** WORK REQUEST **
List all the lines in these records that hold "must".
DATA RECORDS Start Marker
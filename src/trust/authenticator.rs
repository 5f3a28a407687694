//! Signed-request authentication.
//!
//! Every protected request carries five headers: device id, millisecond
//! timestamp, nonce, SHA-256 hex digest of the body, and a base64 Ed25519
//! signature over the canonical string
//! `METHOD\nPATH\nTIMESTAMP\nNONCE\nBODY_SHA256_HEX`. The authenticator runs
//! a fixed sequence of checks and the first failure short-circuits; no
//! handler code executes after a rejection.

use std::net::IpAddr;

use base64::engine::general_purpose::STANDARD as BASE64;
use base64::Engine as _;
use chrono::Utc;
use ed25519_dalek::{Signature, Verifier, VerifyingKey};
use sha2::{Digest, Sha256};
use subtle::ConstantTimeEq;

use crate::error::AuthError;
use crate::trust::nonce::NonceCache;
use crate::trust::rate_limit::{EndpointClass, RateLimitConfig, RateLimiter};
use crate::trust::registry::DeviceRegistry;

/// Maximum absolute skew between the request timestamp and the server clock,
/// accepting both future and past skew.
const TIMESTAMP_WINDOW_MS: i64 = 60_000;

/// Nonce retention. Exceeds the timestamp window so a nonce outlives every
/// request that could legally carry it, scheduling delay included.
const NONCE_TTL_MS: u64 = 65_000;

pub const HEADER_DEVICE_ID: &str = "x-dex-deviceid";
pub const HEADER_TIMESTAMP: &str = "x-dex-timestamp";
pub const HEADER_NONCE: &str = "x-dex-nonce";
pub const HEADER_BODY_SHA256: &str = "x-dex-bodysha256";
pub const HEADER_SIGNATURE: &str = "x-dex-signature";

/// Credential headers as extracted from a request, before presence checks.
#[derive(Debug, Clone, Default)]
pub struct RawCredentials {
    pub device_id: Option<String>,
    pub timestamp: Option<String>,
    pub nonce: Option<String>,
    pub body_sha256: Option<String>,
    pub signature: Option<String>,
}

/// The five credential fields, all present.
struct Credentials {
    device_id: String,
    timestamp: String,
    nonce: String,
    body_sha256: String,
    signature: String,
}

impl RawCredentials {
    fn require(self) -> Result<Credentials, AuthError> {
        match (
            self.device_id,
            self.timestamp,
            self.nonce,
            self.body_sha256,
            self.signature,
        ) {
            (Some(device_id), Some(timestamp), Some(nonce), Some(body_sha256), Some(signature)) => {
                Ok(Credentials {
                    device_id,
                    timestamp,
                    nonce,
                    body_sha256,
                    signature,
                })
            }
            _ => Err(AuthError::MissingCredentials),
        }
    }
}

/// Produces an accept/reject decision for every incoming protected request.
#[derive(Clone)]
pub struct RequestAuthenticator {
    registry: DeviceRegistry,
    nonces: NonceCache,
    limiter: RateLimiter,
    limits: RateLimitConfig,
}

impl RequestAuthenticator {
    pub fn new(registry: DeviceRegistry, limits: RateLimitConfig) -> Self {
        Self {
            registry,
            nonces: NonceCache::new(),
            limiter: RateLimiter::new(),
            limits,
        }
    }

    /// Run the full check sequence for one request.
    ///
    /// The nonce is committed in check 3, before the device, rate, body and
    /// signature checks. A request rejected by a later check still consumes
    /// its nonce; the caller must mint a fresh one when it retries.
    pub async fn verify(
        &self,
        method: &str,
        path: &str,
        credentials: RawCredentials,
        body: &[u8],
        caller: IpAddr,
    ) -> Result<(), AuthError> {
        // 1. All five credential fields present.
        let credentials = credentials.require()?;

        // 2. Timestamp freshness, symmetric around the server clock.
        let now_ms = Utc::now().timestamp_millis();
        let timestamp: f64 = credentials
            .timestamp
            .parse()
            .map_err(|_| AuthError::InvalidTimestamp)?;
        let skew_ms = (now_ms as f64 - timestamp).abs() as i64;
        if skew_ms > TIMESTAMP_WINDOW_MS {
            return Err(AuthError::RequestExpired { skew_ms });
        }

        // 3. Nonce replay. Committed here regardless of later outcomes.
        let fresh = self
            .nonces
            .check_and_store(
                &credentials.device_id,
                &credentials.nonce,
                now_ms as u64,
                now_ms as u64 + NONCE_TTL_MS,
            )
            .await;
        if !fresh {
            return Err(AuthError::NonceReplay {
                device_id: credentials.device_id,
            });
        }

        // 4. The device must be registered and enabled.
        let record = self
            .registry
            .get(&credentials.device_id)
            .await
            .filter(|r| r.enabled)
            .ok_or_else(|| AuthError::DeviceUnauthorized {
                device_id: credentials.device_id.clone(),
            })?;

        // 5. Rate limiting, skipped entirely for loopback callers.
        if !caller.is_loopback() {
            let class = EndpointClass::for_path(path);
            let consumed = self
                .limiter
                .try_consume(
                    &credentials.device_id,
                    class,
                    now_ms as u64,
                    self.limits.params(class),
                )
                .await;
            if !consumed {
                return Err(AuthError::RateLimited {
                    device_id: credentials.device_id,
                });
            }
        }

        // 6. The claimed digest must match the literal body bytes, so a
        // signature over the digest cannot be paired with a tampered body.
        let body_sha256 = hex::encode(Sha256::digest(body));
        let digest_matches: bool = body_sha256
            .as_bytes()
            .ct_eq(credentials.body_sha256.as_bytes())
            .into();
        if !digest_matches {
            return Err(AuthError::BodyIntegrityFailure);
        }

        // 7. Signature over the canonical string, against the stored key.
        let canonical = format!(
            "{method}\n{path}\n{timestamp}\n{nonce}\n{body_sha256}",
            timestamp = credentials.timestamp,
            nonce = credentials.nonce,
        );
        verify_signature(&record.public_key, canonical.as_bytes(), &credentials.signature)?;

        tracing::debug!(device_id = %credentials.device_id, path = %path, "request authenticated");
        Ok(())
    }
}

/// Verify a base64 signature against a hex-encoded stored key. Any decode or
/// verification failure collapses to `SignatureInvalid`.
fn verify_signature(
    public_key_hex: &str,
    message: &[u8],
    signature_b64: &str,
) -> Result<(), AuthError> {
    let key_bytes: [u8; 32] = hex::decode(public_key_hex)
        .ok()
        .and_then(|bytes| bytes.try_into().ok())
        .ok_or(AuthError::SignatureInvalid)?;
    let verify_key =
        VerifyingKey::from_bytes(&key_bytes).map_err(|_| AuthError::SignatureInvalid)?;

    let signature_bytes = BASE64
        .decode(signature_b64)
        .map_err(|_| AuthError::SignatureInvalid)?;
    let signature =
        Signature::from_slice(&signature_bytes).map_err(|_| AuthError::SignatureInvalid)?;

    verify_key
        .verify(message, &signature)
        .map_err(|_| AuthError::SignatureInvalid)
}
DATA RECORDS End Marker
** RESULT FOR THIS EXERCISE **
    /// its nonce; the caller must mint a fresh one when it retries.
        // 4. The device must be registered and enabled.
        // 6. The claimed digest must match the literal body bytes, so a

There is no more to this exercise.